“Once you tell a story incorrectly once, you can’t control where it goes.” Sarah tells Mike how The New York Times turned a suburban murder into an urban legend. Digressions include Billy Joel, the World’s Fair and “Ferngully.” This episode marks a triumphant return to Long Island and an unexpected celebration of Pride Month.
- The original New York Times article, “37 Who Saw Murder Didn’t Call the Police; Apathy at Stabbing of Queens Woman Shocks Inspector”
- “4 Kew Gardens Residents Testify To Seeing Woman Slain on Street”

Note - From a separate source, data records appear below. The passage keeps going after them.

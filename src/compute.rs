//! Numerical collaborators invoked from step runners.
//!
//! Steps only see the `ComputeBackend` trait: consume a mesh or dataset,
//! return a new one, or fail on malformed geometry. `BuiltinCompute` is a
//! small deterministic implementation good enough to exercise the graph.
use crate::config::ConfigLayer;
use crate::dataset::Dataset;
use crate::error::{ConfigError, Error, Result};
use std::collections::HashMap;
use std::f64::consts::PI;

const SQRT3_OVER_2: f64 = 0.866_025_403_784_438_6;

/// Mean earth radius in km.
pub const EARTH_RADIUS_KM: f64 = 6371.22;

#[derive(Debug, Clone, Copy, PartialEq, Eq)]
pub enum RemapMethod {
    Conserve,
    Bilinear,
}

impl RemapMethod {
    pub fn parse(section: &str, option: &str, value: &str) -> Result<Self> {
        match value {
            "conserve" => Ok(RemapMethod::Conserve),
            "bilinear" => Ok(RemapMethod::Bilinear),
            other => Err(ConfigError::InvalidValue {
                section: section.to_string(),
                option: option.to_string(),
                value: other.to_string(),
                expected: "remap method (conserve or bilinear)",
            }
            .into()),
        }
    }

    pub fn as_str(self) -> &'static str {
        match self {
            RemapMethod::Conserve => "conserve",
            RemapMethod::Bilinear => "bilinear",
        }
    }
}

/// Mesh and dataset operations steps delegate to.
pub trait ComputeBackend: Send + Sync {
    /// Regular hexagonal mesh of `nx` by `ny` cells with spacing `dc` (m).
    /// Non-periodic directions get their boundary cells flagged for culling.
    fn planar_hex_mesh(
        &self,
        nx: usize,
        ny: usize,
        dc: f64,
        nonperiodic_x: bool,
        nonperiodic_y: bool,
    ) -> Result<Dataset>;

    /// Remove cells flagged in `cullCell`.
    fn cull(&self, mesh: &Dataset) -> Result<Dataset>;

    /// Finalize mesh connectivity and return the mesh with its graph
    /// partition file contents.
    fn convert(&self, mesh: &Dataset) -> Result<(Dataset, String)>;

    /// Quasi-uniform spherical mesh with `10 * 4^subdivisions + 2` cells.
    fn spherical_mesh(&self, subdivisions: u32, radius_km: f64) -> Result<Dataset>;

    /// Build the vertical coordinate from `[vertical_grid]` plus the `ssh`
    /// and `bottomDepth` fields already in `ds`.
    fn init_vertical_coord(&self, config: &ConfigLayer, ds: &mut Dataset) -> Result<()>;

    /// Integrate the state forward `steps` time steps of `dt` seconds.
    fn forward(&self, state: &Dataset, steps: usize, dt: f64) -> Result<Dataset>;

    /// Sample every `(lat, lon)` field of a regular lon/lat `source` onto
    /// the cells of a spherical `mesh`.
    fn remap(
        &self,
        source: &Dataset,
        lon_var: &str,
        lat_var: &str,
        mesh: &Dataset,
        method: RemapMethod,
    ) -> Result<Dataset>;
}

- “A Call for Help,” Nicholas Lehman, The New Yorker
- “Don’t Look Now,” Angus Johnston, The New Inquiry
- Anna Lvovsky’s “Queer Expertise: Urban Policing and the Construction of Public Knowledge about Homosexuality, 1920–1970”
2 responses to “Kitty Genovese and “Bystander Apathy””
Hi! I have to tell you that the Kitty Genovese story triggered a memory of being in grade school and seeing a “social studies” film about this!!!!! Yes, grade school – probably 4th or 5th grade. I remember that the film showed the chalk outline of Genovese’s body (or more likely, mocked it up for the film), and how that affected me for a long time. Of course, the film focused on urban apathy and how people don’t care about their neighbors, blah blah blah.
The powers that be were probably only trying to show us that we needed to be better citizens and neighbors, but it scared the crap out of me for months.
LOVE “You’re wrong about” – I hope you win awards – especially for the editing (I heard you comment about it!)
I’d love for you guys to tackle a few more of the theories/concepts – in particular Stanley Milgram’s Obedience experiments & Zambardo’s Stanford Prison Experiment.. there are books tackling each – including Jon Ronson’s Psychopath Test & Behind the Shock Machine by Gina Perry.
Anyway – hope you guys keep enjoying what you’re doing. My entire office loves it!